*** EXTRACTED MATERIAL ***

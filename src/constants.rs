// src/constants.rs

//! File names and reserved keys.

/// The name of the configuration document looked up in the working directory.
pub const CONFIG_FILENAME: &str = "ci-stages.yml";

/// The name of the file carrying the environment from one stage invocation to the next.
pub const ENV_FILENAME: &str = "env.json";

/// Variable holding the name of the active CI provider. Configuration may never set it.
pub const CI_NAME_VAR: &str = "CI_NAME";

/// Prefix of the persisted completion marker keys (e.g. `CI_STAGES_INSTALL`).
pub const MARKER_PREFIX: &str = "CI_STAGES_";

/// Value written under a completion marker key.
pub const MARKER_VALUE: &str = "1";
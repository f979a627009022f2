// src/core/config_resolver.rs

use crate::constants::CI_NAME_VAR;
use crate::core::provider::Platform;
use crate::models::{
    CiConfig, Command, EnvMap, ProviderId, ProviderScope, ScopeConfig, Stage, StageConfig,
};
use thiserror::Error;

/// A configuration that is well-formed YAML but not acceptable.
#[derive(Error, Debug, Clone, PartialEq, Eq)]
pub enum ConfigError {
    /// A scope sets a variable the tool owns.
    #[error("{name} environment variable is reserved and can not be set (stage '{stage}', scope '{scope}')")]
    ReservedVariable {
        name: &'static str,
        stage: Stage,
        scope: String,
    },
}

/// The environment of one configuration scope, in the order scopes are applied.
#[derive(Debug, Clone, PartialEq, Eq)]
pub struct ScopedEnv {
    /// `global`, a provider name, or `<provider>-<os>`.
    pub scope: String,
    /// Variables exactly as written in that scope.
    pub environment: EnvMap,
}

/// What a stage runs on the current platform.
#[derive(Debug, Clone, Default, PartialEq, Eq)]
pub struct ResolvedStage {
    /// Stage-global scope first, then the provider (or provider/OS) scope.
    pub layers: Vec<ScopedEnv>,
    /// The layers flattened; a provider value replaces a global value of the same name.
    pub environment: EnvMap,
    /// Global commands followed by provider/OS commands.
    pub commands: Vec<Command>,
}

/// Layers the global, provider and provider/OS scopes of `stage`.
///
/// A stage missing from the document, a provider without a node, or an operating
/// system without a node under a multi-OS provider all contribute nothing.
pub fn resolve(
    config: &CiConfig,
    stage: Stage,
    platform: &Platform,
) -> Result<ResolvedStage, ConfigError> {
    let mut resolved = ResolvedStage::default();

    let Some(stage_config) = config.stage(stage) else {
        log::debug!("Stage '{}' is not configured.", stage);
        return Ok(resolved);
    };

    ensure_no_reserved_anywhere(stage_config, stage)?;

    push_scope(
        &mut resolved,
        stage,
        "global".to_string(),
        &stage_config.environment,
        &stage_config.commands,
    )?;

    let provider = platform.provider;
    let provider_scope = stage_config
        .provider_scope(provider)
        .and_then(|scope| select_scope(scope, platform));

    if let Some((scope_name, scope)) = provider_scope {
        push_scope(
            &mut resolved,
            stage,
            scope_name,
            &scope.environment,
            &scope.commands,
        )?;
    }

    ensure_not_reserved(&resolved.environment, stage, "merged")?;

    log::debug!(
        "Resolved stage '{}': {} layer(s), {} variable(s), {} command(s)",
        stage,
        resolved.layers.len(),
        resolved.environment.len(),
        resolved.commands.len()
    );
    Ok(resolved)
}

/// Picks the node matching the platform, descending into the OS layer when needed.
fn select_scope<'a>(
    scope: ProviderScope<'a>,
    platform: &Platform,
) -> Option<(String, &'a ScopeConfig)> {
    let provider = platform.provider.name();
    match scope {
        ProviderScope::Single(config) => Some((provider.to_string(), config)),
        ProviderScope::PerOs(per_os) => {
            let os = platform.operating_system.as_deref()?;
            let config = per_os.get(os);
            if config.is_none() {
                log::debug!("No '{}' configuration for operating system '{}'.", provider, os);
            }
            config.map(|c| (format!("{}-{}", provider, os), c))
        }
    }
}

fn push_scope(
    resolved: &mut ResolvedStage,
    stage: Stage,
    scope: String,
    environment: &EnvMap,
    commands: &[Command],
) -> Result<(), ConfigError> {
    ensure_not_reserved(environment, stage, &scope)?;

    resolved
        .environment
        .extend(environment.iter().map(|(k, v)| (k.clone(), v.clone())));
    resolved.commands.extend_from_slice(commands);
    if !environment.is_empty() {
        resolved.layers.push(ScopedEnv {
            scope,
            environment: environment.clone(),
        });
    }
    Ok(())
}

/// Rejects a reserved name in any scope of the stage, active on this platform or not.
fn ensure_no_reserved_anywhere(
    stage_config: &StageConfig,
    stage: Stage,
) -> Result<(), ConfigError> {
    ensure_not_reserved(&stage_config.environment, stage, "global")?;
    for provider in ProviderId::ALL {
        match stage_config.provider_scope(provider) {
            None => {}
            Some(ProviderScope::Single(scope)) => {
                ensure_not_reserved(&scope.environment, stage, provider.name())?;
            }
            Some(ProviderScope::PerOs(per_os)) => {
                for (os, scope) in per_os {
                    let name = format!("{}-{}", provider.name(), os);
                    ensure_not_reserved(&scope.environment, stage, &name)?;
                }
            }
        }
    }
    Ok(())
}

fn ensure_not_reserved(environment: &EnvMap, stage: Stage, scope: &str) -> Result<(), ConfigError> {
    if environment.contains_key(CI_NAME_VAR) {
        return Err(ConfigError::ReservedVariable {
            name: CI_NAME_VAR,
            stage,
            scope: scope.to_string(),
        });
    }
    Ok(())
}
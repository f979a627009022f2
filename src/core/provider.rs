// src/core/provider.rs

use crate::core::command_expander::ShellMode;
use crate::models::{EnvMap, ProviderId};
use thiserror::Error;

/// The host environment does not identify a supported provider.
#[derive(Error, Debug, Clone, PartialEq, Eq)]
pub enum ProviderError {
    /// No detection variable is set.
    #[error("unknown provider: none of the environment variables {vars} is set to 'true'")]
    UnknownProvider { vars: String },
    /// A multi-OS provider without its OS variable.
    #[error("provider '{provider}' runs on several operating systems but '{var}' is not set")]
    MissingOperatingSystem { provider: ProviderId, var: &'static str },
}

/// Determines which provider is active from a snapshot of the host environment.
///
/// A provider is active when its detection variable equals `true`, ignoring case.
/// When several are set, the first one in [`ProviderId::ALL`] wins.
pub fn resolve(host_env: &EnvMap) -> Result<ProviderId, ProviderError> {
    ProviderId::ALL
        .iter()
        .copied()
        .find(|provider| {
            host_env
                .get(provider.detection_var())
                .is_some_and(|value| value.eq_ignore_ascii_case("true"))
        })
        .ok_or_else(|| ProviderError::UnknownProvider {
            vars: ProviderId::ALL
                .iter()
                .map(|p| p.detection_var())
                .collect::<Vec<_>>()
                .join(", "),
        })
}

/// Reads the operating system discriminator for `provider`.
/// Returns `Ok(None)` for providers with a single implicit OS.
pub fn operating_system(
    provider: ProviderId,
    host_env: &EnvMap,
) -> Result<Option<String>, ProviderError> {
    match provider.os_var() {
        None => Ok(None),
        Some(var) => host_env
            .get(var)
            .cloned()
            .map(Some)
            .ok_or(ProviderError::MissingOperatingSystem { provider, var }),
    }
}

/// The resolved provider identity, fixed for the whole run.
#[derive(Debug, Clone, PartialEq, Eq)]
pub struct Platform {
    /// The active provider.
    pub provider: ProviderId,
    /// Set only for providers offering several operating systems.
    pub operating_system: Option<String>,
}

impl Platform {
    /// Builds a platform without looking at the environment.
    pub fn new(provider: ProviderId, operating_system: Option<String>) -> Self {
        Self {
            provider,
            operating_system,
        }
    }

    /// Resolves both the provider and its operating system.
    pub fn detect(host_env: &EnvMap) -> Result<Self, ProviderError> {
        let provider = resolve(host_env)?;
        let operating_system = operating_system(provider, host_env)?;
        log::debug!(
            "Detected provider '{}' (operating system: {:?})",
            provider,
            operating_system
        );
        Ok(Self::new(provider, operating_system))
    }

    /// How command text is tokenized on this platform.
    pub fn shell_mode(&self) -> ShellMode {
        if self
            .provider
            .is_posix_shell(self.operating_system.as_deref())
        {
            ShellMode::Posix
        } else {
            ShellMode::Native
        }
    }
}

*** End of EXTRACTED MATERIAL ***

• [INSTRUCTIONS FOR THE TASK]
For this exercise, copy every line of the data that holds "core".

• [RESPONSE AREA]
// src/core/config_resolver.rs
use crate::core::provider::Platform;
filename src/core/provider.rs
// src/core/provider.rs
use crate::core::command_expander::ShellMode;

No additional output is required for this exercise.